(Work item) For this exercise, transcribe the records below without changing a word.

[Collected data entries]
----
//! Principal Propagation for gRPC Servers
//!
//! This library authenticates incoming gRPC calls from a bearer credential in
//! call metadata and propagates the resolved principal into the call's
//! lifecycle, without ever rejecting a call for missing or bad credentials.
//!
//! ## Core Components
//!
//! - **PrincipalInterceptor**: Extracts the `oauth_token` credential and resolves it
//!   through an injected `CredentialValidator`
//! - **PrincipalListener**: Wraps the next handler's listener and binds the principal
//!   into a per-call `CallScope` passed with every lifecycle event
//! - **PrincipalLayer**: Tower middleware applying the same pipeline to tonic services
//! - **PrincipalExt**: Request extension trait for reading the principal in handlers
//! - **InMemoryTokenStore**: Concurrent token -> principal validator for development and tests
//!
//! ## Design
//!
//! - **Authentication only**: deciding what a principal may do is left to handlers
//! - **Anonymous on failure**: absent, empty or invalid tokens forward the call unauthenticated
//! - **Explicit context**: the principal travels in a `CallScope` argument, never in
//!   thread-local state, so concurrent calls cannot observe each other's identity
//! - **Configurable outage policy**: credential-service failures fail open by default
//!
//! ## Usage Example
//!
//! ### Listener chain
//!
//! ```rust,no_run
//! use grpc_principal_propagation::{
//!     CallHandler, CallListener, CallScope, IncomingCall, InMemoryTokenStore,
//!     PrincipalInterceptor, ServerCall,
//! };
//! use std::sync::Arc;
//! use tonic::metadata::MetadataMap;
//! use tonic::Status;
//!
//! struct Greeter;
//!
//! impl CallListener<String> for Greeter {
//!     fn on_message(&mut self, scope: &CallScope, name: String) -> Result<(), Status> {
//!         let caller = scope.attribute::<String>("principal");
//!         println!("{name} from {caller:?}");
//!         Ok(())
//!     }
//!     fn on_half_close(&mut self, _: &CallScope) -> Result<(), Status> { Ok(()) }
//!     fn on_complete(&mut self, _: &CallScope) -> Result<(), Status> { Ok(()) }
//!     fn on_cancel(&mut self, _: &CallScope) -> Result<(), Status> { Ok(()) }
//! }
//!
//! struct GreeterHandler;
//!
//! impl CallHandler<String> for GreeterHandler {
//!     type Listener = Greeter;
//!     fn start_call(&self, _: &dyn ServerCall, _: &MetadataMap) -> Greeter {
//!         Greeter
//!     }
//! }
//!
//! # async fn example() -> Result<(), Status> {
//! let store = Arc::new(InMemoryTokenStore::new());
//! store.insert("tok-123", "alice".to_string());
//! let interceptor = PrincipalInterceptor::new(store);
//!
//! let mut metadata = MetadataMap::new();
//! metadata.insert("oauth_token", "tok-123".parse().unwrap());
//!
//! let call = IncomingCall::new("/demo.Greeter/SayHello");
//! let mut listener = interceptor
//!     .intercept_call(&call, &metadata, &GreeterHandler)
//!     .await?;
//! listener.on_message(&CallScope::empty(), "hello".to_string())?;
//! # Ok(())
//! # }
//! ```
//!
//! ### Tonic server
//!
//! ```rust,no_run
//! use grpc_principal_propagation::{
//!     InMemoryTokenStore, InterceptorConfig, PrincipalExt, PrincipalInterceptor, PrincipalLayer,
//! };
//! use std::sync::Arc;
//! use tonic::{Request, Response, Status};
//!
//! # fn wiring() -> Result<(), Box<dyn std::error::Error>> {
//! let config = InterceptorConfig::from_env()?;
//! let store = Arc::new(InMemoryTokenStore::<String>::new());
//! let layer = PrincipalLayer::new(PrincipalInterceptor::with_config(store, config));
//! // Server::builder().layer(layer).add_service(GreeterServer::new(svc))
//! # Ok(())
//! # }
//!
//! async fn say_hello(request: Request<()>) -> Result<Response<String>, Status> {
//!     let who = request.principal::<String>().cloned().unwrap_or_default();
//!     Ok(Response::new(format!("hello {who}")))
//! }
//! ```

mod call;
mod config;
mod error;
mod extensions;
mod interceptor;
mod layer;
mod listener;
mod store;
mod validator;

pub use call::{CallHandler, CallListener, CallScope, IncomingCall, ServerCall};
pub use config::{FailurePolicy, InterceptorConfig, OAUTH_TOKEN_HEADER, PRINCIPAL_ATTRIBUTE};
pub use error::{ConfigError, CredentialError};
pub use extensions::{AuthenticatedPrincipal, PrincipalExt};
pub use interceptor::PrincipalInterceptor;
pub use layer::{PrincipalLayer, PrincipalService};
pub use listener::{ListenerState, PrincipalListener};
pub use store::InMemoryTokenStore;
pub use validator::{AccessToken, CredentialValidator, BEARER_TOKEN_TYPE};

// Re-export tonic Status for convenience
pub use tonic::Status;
----
(Expected answer)
//! Principal Propagation for gRPC Servers
//!
//! This library authenticates incoming gRPC calls from a bearer credential in
//! call metadata and propagates the resolved principal into the call's
//! lifecycle, without ever rejecting a call for missing or bad credentials.
//!
//! ## Core Components
//!
//! - **PrincipalInterceptor**: Extracts the `oauth_token` credential and resolves it
//!   through an injected `CredentialValidator`
//! - **PrincipalListener**: Wraps the next handler's listener and binds the principal
//!   into a per-call `CallScope` passed with every lifecycle event
//! - **PrincipalLayer**: Tower middleware applying the same pipeline to tonic services
//! - **PrincipalExt**: Request extension trait for reading the principal in handlers
//! - **InMemoryTokenStore**: Concurrent token -> principal validator for development and tests
//!
//! ## Design
//!
//! - **Authentication only**: deciding what a principal may do is left to handlers
//! - **Anonymous on failure**: absent, empty or invalid tokens forward the call unauthenticated
//! - **Explicit context**: the principal travels in a `CallScope` argument, never in
//!   thread-local state, so concurrent calls cannot observe each other's identity
//! - **Configurable outage policy**: credential-service failures fail open by default
//!
//! ## Usage Example
//!
//! ### Listener chain
//!
//! ```rust,no_run
//! use grpc_principal_propagation::{
//!     CallHandler, CallListener, CallScope, IncomingCall, InMemoryTokenStore,
//!     PrincipalInterceptor, ServerCall,
//! };
//! use std::sync::Arc;
//! use tonic::metadata::MetadataMap;
//! use tonic::Status;
//!
//! struct Greeter;
//!
//! impl CallListener<String> for Greeter {
//!     fn on_message(&mut self, scope: &CallScope, name: String) -> Result<(), Status> {
//!         let caller = scope.attribute::<String>("principal");
//!         println!("{name} from {caller:?}");
//!         Ok(())
//!     }
//!     fn on_half_close(&mut self, _: &CallScope) -> Result<(), Status> { Ok(()) }
//!     fn on_complete(&mut self, _: &CallScope) -> Result<(), Status> { Ok(()) }
//!     fn on_cancel(&mut self, _: &CallScope) -> Result<(), Status> { Ok(()) }
//! }
//!
//! struct GreeterHandler;
//!
//! impl CallHandler<String> for GreeterHandler {
//!     type Listener = Greeter;
//!     fn start_call(&self, _: &dyn ServerCall, _: &MetadataMap) -> Greeter {
//!         Greeter
//!     }
//! }
//!
//! # async fn example() -> Result<(), Status> {
//! let store = Arc::new(InMemoryTokenStore::new());
//! store.insert("tok-123", "alice".to_string());
//! let interceptor = PrincipalInterceptor::new(store);
//!
//! let mut metadata = MetadataMap::new();
//! metadata.insert("oauth_token", "tok-123".parse().unwrap());
//!
//! let call = IncomingCall::new("/demo.Greeter/SayHello");
//! let mut listener = interceptor
//!     .intercept_call(&call, &metadata, &GreeterHandler)
//!     .await?;
//! listener.on_message(&CallScope::empty(), "hello".to_string())?;
//! # Ok(())
//! # }
//! ```
//!
//! ### Tonic server
//!
//! ```rust,no_run
//! use grpc_principal_propagation::{
//!     InMemoryTokenStore, InterceptorConfig, PrincipalExt, PrincipalInterceptor, PrincipalLayer,
//! };
//! use std::sync::Arc;
//! use tonic::{Request, Response, Status};
//!
//! # fn wiring() -> Result<(), Box<dyn std::error::Error>> {
//! let config = InterceptorConfig::from_env()?;
//! let store = Arc::new(InMemoryTokenStore::<String>::new());
//! let layer = PrincipalLayer::new(PrincipalInterceptor::with_config(store, config));
//! // Server::builder().layer(layer).add_service(GreeterServer::new(svc))
//! # Ok(())
//! # }
//!
//! async fn say_hello(request: Request<()>) -> Result<Response<String>, Status> {
//!     let who = request.principal::<String>().cloned().unwrap_or_default();
//!     Ok(Response::new(format!("hello {who}")))
//! }
//! ```

mod call;
mod config;
mod error;
mod extensions;
mod interceptor;
mod layer;
mod listener;
mod store;
mod validator;

pub use call::{CallHandler, CallListener, CallScope, IncomingCall, ServerCall};
pub use config::{FailurePolicy, InterceptorConfig, OAUTH_TOKEN_HEADER, PRINCIPAL_ATTRIBUTE};
pub use error::{ConfigError, CredentialError};
pub use extensions::{AuthenticatedPrincipal, PrincipalExt};
pub use interceptor::PrincipalInterceptor;
pub use layer::{PrincipalLayer, PrincipalService};
pub use listener::{ListenerState, PrincipalListener};
pub use store::InMemoryTokenStore;
pub use validator::{AccessToken, CredentialValidator, BEARER_TOKEN_TYPE};

// Re-export tonic Status for convenience
pub use tonic::Status;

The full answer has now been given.